Two royal Bhutan army (RBA) and one royal body guards (RBG) officers recently left the country to serve as peacekeepers in the Middle East and Africa. They will don the distinctive blue beret or helmet worn by UN peacekeepers and serve under the UN flag.
RBA lt col Ngawang Jigme has been assigned as a military observer to the UN truce supervision organisation (UNTSO) mission in the Middle East.
RBG lt col Kinley Wangdi and RBA major Ugyen Wangchuk will serve as staff officers with the UN multidimensional integrated stabilization mission in the Central African Republic (MINUSCA).
The government has decided to participate in UN peacekeeping missions, as an indication of Bhutan’s commitment to the maintenance of international peace and security, it is pointed out in a foreign affairs press release. It is also participating as a “responsible member” of the UN, it is added.
The UN has no military of its own and depends on member states to provide the military and police personnel for peace operations on a voluntary basis.
The government will continue to contribute personnel for peacekeeping missions. Initially, it is only offering military observers, staff officers, and individual police officers to the UN.
It is pointed out in the press release that Bhutan will gradually build its national capacity to contribute and “participate effectively in UN peacekeeping missions”. This means that Bhutan could one day be sending troops too.
His Majesty the King granted an audience to the three officers prior to their departure. His Majesty the King said to the officers that they must represent the country by discharging their duties professionally and with the highest standards of excellence, it was stated in the press release.
Prime Minister Tshering Tobgay also met with the officers. Lyonchhoen said that Bhutan’s ability and willingness to contribute tangibly to international peace and security represents the coming of age and growth of the country. He said that, as the first Bhutanese peacekeepers, expectations of their participation are high.
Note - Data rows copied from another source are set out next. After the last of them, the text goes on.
//! Error types for vaultscribe.

use thiserror::Error;

/// Result type alias using vaultscribe's Error type.
pub type Result<T> = std::result::Result<T, Error>;

/// Core error type for vaultscribe operations.
#[derive(Error, Debug)]
pub enum Error {
    /// No API key configured (or too short to be one)
    #[error("OpenAI API key is not provided")]
    MissingApiKey,

    /// The endpoint rejected the configured API key
    #[error("OpenAI API key is not valid")]
    InvalidApiKey,

    /// No audio reference matched in the document text
    #[error("No audio file found in the text")]
    NoReference,

    /// A referenced attachment could not be located in the store
    #[error("Attachment not found: {0}")]
    AttachmentNotFound(String),

    /// Remote call failed (transport error or malformed envelope)
    #[error("Remote error: {0}")]
    Remote(String),

    /// A generation session is already running
    #[error("Generator is already in progress")]
    SessionBusy,

    /// Invalid input
    #[error("Invalid input: {0}")]
    InvalidInput(String),

    /// Serialization/deserialization error
    #[error("Serialization error: {0}")]
    Serialization(String),

    /// File I/O operation failed
    #[error("I/O error: {0}")]
    Io(#[from] std::io::Error),
}

impl From<serde_json::Error> for Error {
    fn from(e: serde_json::Error) -> Self {
        Error::Serialization(e.to_string())
    }
}

impl From<reqwest::Error> for Error {
    fn from(e: reqwest::Error) -> Self {
        Error::Remote(e.to_string())
    }
}

#[cfg(test)]
mod tests {
    use super::*;

    #[test]
    fn test_error_display_missing_api_key() {
        let err = Error::MissingApiKey;
        assert_eq!(err.to_string(), "OpenAI API key is not provided");
    }

    #[test]
    fn test_error_display_invalid_api_key() {
        let err = Error::InvalidApiKey;
        assert_eq!(err.to_string(), "OpenAI API key is not valid");
    }

    #[test]
    fn test_error_display_no_reference() {
        let err = Error::NoReference;
        assert_eq!(err.to_string(), "No audio file found in the text");
    }

    #[test]
    fn test_error_display_attachment_not_found() {
        let err = Error::AttachmentNotFound("note.mp3".to_string());
        assert_eq!(err.to_string(), "Attachment not found: note.mp3");
    }

    #[test]
    fn test_error_display_remote() {
        let err = Error::Remote("connection reset".to_string());
        assert_eq!(err.to_string(), "Remote error: connection reset");
    }

    #[test]
    fn test_error_display_session_busy() {
        let err = Error::SessionBusy;
        assert_eq!(err.to_string(), "Generator is already in progress");
    }

    #[test]
    fn test_error_display_invalid_input() {
        let err = Error::InvalidInput("empty prompt".to_string());
        assert_eq!(err.to_string(), "Invalid input: empty prompt");
    }

    #[test]
    fn test_error_display_io() {
        let io_err = std::io::Error::new(std::io::ErrorKind::NotFound, "file not found");
        let err = Error::Io(io_err);
        assert!(err.to_string().contains("I/O error:"));
        assert!(err.to_string().contains("file not found"));
    }

    #[test]
    fn test_from_serde_json_error() {
        let json_err = serde_json::from_str::<i32>("not a number");
        assert!(json_err.is_err());

        let err: Error = json_err.unwrap_err().into();
        match err {
            Error::Serialization(msg) => {
                assert!(!msg.is_empty());
            }
            _ => panic!("Expected Serialization error"),
        }
    }

    #[test]
    fn test_from_io_error() {
        let io_err = std::io::Error::new(std::io::ErrorKind::PermissionDenied, "access denied");
        let err: Error = io_err.into();
        match err {
            Error::Io(_) => {}
            _ => panic!("Expected Io error"),
        }
    }

    #[test]
    fn test_result_type_ok() {
        fn get_result() -> Result<i32> {
            Ok(42)
        }
        assert_eq!(get_result().unwrap(), 42);
    }

    #[test]
    fn test_error_is_send_sync() {
        fn assert_send<T: Send>() {}
        fn assert_sync<T: Sync>() {}

        assert_send::<Error>();
        assert_sync::<Error>();
    }

    #[test]
    fn test_error_debug_format() {
        let err = Error::NoReference;
        let debug_str = format!("{:?}", err);
        assert!(debug_str.contains("NoReference"));
    }
}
He also said that it was a proud moment for the country and reflects Bhutan’s long-standing support and commitment for the UN, and its obligation as a member of the international community to respond to crisis and humanitarian disasters.
A ceremony was held for the officers where army chief, lt general Batoo Tshering presented the officers with tashi khadhar. Lt Gen Batoo Tshering also told the officers to set a good example and inspire respect and admiration for the country.
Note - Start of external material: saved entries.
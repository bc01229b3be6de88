//! OpenAI-compatible streaming completion support.
//!
//! Works with any endpoint implementing the OpenAI chat-completions API
//! with `stream: true`, including local OpenAI-compatible servers.

mod completion;
mod streaming;
mod types;

pub use completion::{truncate_prompt, CompletionClient};
pub use streaming::{decode_sse_stream, EventStream, SseDecoder, StreamEvent};
pub use types::*;
//! Line-oriented document buffer abstraction.

/// A zero-indexed ordered sequence of text lines.
///
/// Lines never contain `\n`; growth happens by appending lines at the end.
/// Reads past the last line return an empty string, matching editor hosts
/// that treat the document as padded with blank lines.
pub trait DocumentBuffer {
    /// Read the line at `index`, or an empty string when out of range.
    fn line(&self, index: usize) -> String;

    /// Replace the line at `index`. Out-of-range writes extend the document
    /// with blank lines first.
    fn set_line(&mut self, index: usize, text: &str);

    /// Append a new line at the end of the document.
    fn append_line(&mut self, text: &str);

    /// Index of the last line. An empty document has a single blank line.
    fn last_line(&self) -> usize;
}

/// In-memory document buffer, used in tests and as a reference implementation.
#[derive(Debug, Clone, PartialEq, Eq)]
pub struct MemoryDocument {
    lines: Vec<String>,
}

impl Default for MemoryDocument {
    fn default() -> Self {
        Self {
            lines: vec![String::new()],
        }
    }
}

impl MemoryDocument {
    pub fn new() -> Self {
        Self::default()
    }

    /// Build a document from text, splitting on `\n`.
    pub fn from_text(text: &str) -> Self {
        Self {
            lines: text.split('\n').map(str::to_string).collect(),
        }
    }

    /// Render the document back to text.
    pub fn text(&self) -> String {
        self.lines.join("\n")
    }

    /// Borrow the underlying lines.
    pub fn lines(&self) -> &[String] {
        &self.lines
    }
}

impl DocumentBuffer for MemoryDocument {
    fn line(&self, index: usize) -> String {
        self.lines.get(index).cloned().unwrap_or_default()
    }

    fn set_line(&mut self, index: usize, text: &str) {
        while index >= self.lines.len() {
            self.lines.push(String::new());
        }
        self.lines[index] = text.to_string();
    }

    fn append_line(&mut self, text: &str) {
        self.lines.push(text.to_string());
    }

    fn last_line(&self) -> usize {
        self.lines.len() - 1
    }
}
//! End-to-end generation commands.
//!
//! Ties the pipeline together: resolve the referenced audio attachment,
//! transcribe it, and stream the reformatted note into the document below
//! the cursor. A [`GenerationGate`] keeps commands from overlapping.

use futures::StreamExt;
use tracing::{debug, info};

use vaultscribe_core::{DocumentBuffer, Error, FileStore, Result, Settings};
use vaultscribe_inference::{CompletionClient, StreamEvent, TranscriptionClient};

use crate::attachment::{audio_extension, resolve_attachment};
use crate::session::GenerationGate;
use crate::writer::WriteSession;

/// Where the active note sits in the store, for attachment resolution.
#[derive(Debug, Clone, Default)]
pub struct NoteContext {
    /// Host-configured attachment folder hint.
    pub attachment_hint: String,
    /// Folder containing the active note.
    pub current_folder: String,
}

/// Runs generation commands against the configured endpoints.
pub struct Generator {
    settings: Settings,
    gate: GenerationGate,
    transcription: TranscriptionClient,
    completion: CompletionClient,
}

impl Generator {
    /// Create a generator against the public OpenAI endpoints.
    pub fn new(settings: Settings) -> Self {
        Self {
            settings,
            gate: GenerationGate::new(),
            transcription: TranscriptionClient::openai(),
            completion: CompletionClient::openai(),
        }
    }

    /// Create a generator against a custom OpenAI-compatible endpoint.
    pub fn with_base_url(settings: Settings, base_url: &str) -> Self {
        Self {
            settings,
            gate: GenerationGate::new(),
            transcription: TranscriptionClient::new(base_url.to_string()),
            completion: CompletionClient::new(base_url.to_string()),
        }
    }

    pub fn settings(&self) -> &Settings {
        &self.settings
    }

    /// The gate shared by every command on this generator.
    pub fn gate(&self) -> &GenerationGate {
        &self.gate
    }

    /// Transcribe the audio referenced in `text_before_cursor` and stream a
    /// reformatted note into `doc` below `cursor_line`.
    ///
    /// Resolution and the binary read happen before the gate is taken, so a
    /// rejected command never touches the network or the document.
    pub async fn generate_transcript_note<D: DocumentBuffer + ?Sized>(
        &self,
        doc: &mut D,
        store: &dyn FileStore,
        context: &NoteContext,
        text_before_cursor: &str,
        cursor_line: usize,
    ) -> Result<()> {
        let path = resolve_attachment(
            text_before_cursor,
            &context.attachment_hint,
            &context.current_folder,
            store,
        )
        .await?;
        if audio_extension(&path).is_none() {
            return Err(Error::NoReference);
        }

        let audio = store.read_binary(&path).await?;
        let _guard = self.gate.acquire()?;

        info!("generating transcript for {}", path);
        let transcript = self
            .transcription
            .transcribe(&audio, &self.settings.api_key)
            .await?;
        debug!("transcript is {} characters, reformatting", transcript.len());

        let prompt = format!("{}{}", self.settings.prompt, transcript);
        self.stream_into(doc, &prompt, cursor_line).await
    }

    /// Stream a completion for `prompt` into `doc` below `cursor_line`.
    pub async fn generate_text<D: DocumentBuffer + ?Sized>(
        &self,
        doc: &mut D,
        prompt: &str,
        cursor_line: usize,
    ) -> Result<()> {
        if prompt.is_empty() {
            return Err(Error::InvalidInput("Cannot find prompt".to_string()));
        }
        let _guard = self.gate.acquire()?;
        self.stream_into(doc, prompt, cursor_line).await
    }

    async fn stream_into<D: DocumentBuffer + ?Sized>(
        &self,
        doc: &mut D,
        prompt: &str,
        cursor_line: usize,
    ) -> Result<()> {
        let mut events = self
            .completion
            .stream_completion(prompt, &self.settings.model, &self.settings.api_key)
            .await?;

        let mut session = WriteSession::begin(doc, cursor_line);
        while let Some(event) = events.next().await {
            match event? {
                StreamEvent::Delta(text) => session.apply(&text),
                StreamEvent::Error(message) => return Err(Error::Remote(message)),
                StreamEvent::Done => break,
            }
        }
        session.close();
        info!("generation complete");
        Ok(())
    }
}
“The UN’s acceptance of peacekeepers from Bhutan at two of its most strategic peacekeeping missions is an important milestone for the country’s contribution to international peace and security,” said UN Resident Coordinator Christina Carlson.
“The newly established peacekeeping mission in the Central African Republic will play an important role in stabilising the security situation in that country, including protection of civilians and recent events have highlighted the continuing importance of the UNTSO military observers in the Middle East region.”
Based on statistics available on the UN website, there were a little more than 97,900 military experts, troops, and police from 123 countries deployed for peacekeeping by the UN, as of August this year.
The region is an active contributor to UN peacekeeping operations. As of August, Bangladesh had 8,455 personnel deployed, India had 8,104, and Nepal had 5,191.
Countries contributing uniformed personnel for peacekeeping operations are reimbursed by the UN at a standard rate of a little over USD 1,028 per soldier a month, according to the UN peacekeeping website.
Each member state is legally obligated to pay their respective share towards peacekeeping. The UN general assembly calculates how much a member state has to pay using a complex formula, that takes into account, the relative economic wealth of the country, among others. The five permanent members of the UN Security Council pay more than other member states, given their standing in the UN.
United Nations peacekeeping began in 1948. Since then 69 peacekeeping operations have been deployed. Currently, there are 16 peacekeeping operations taking place.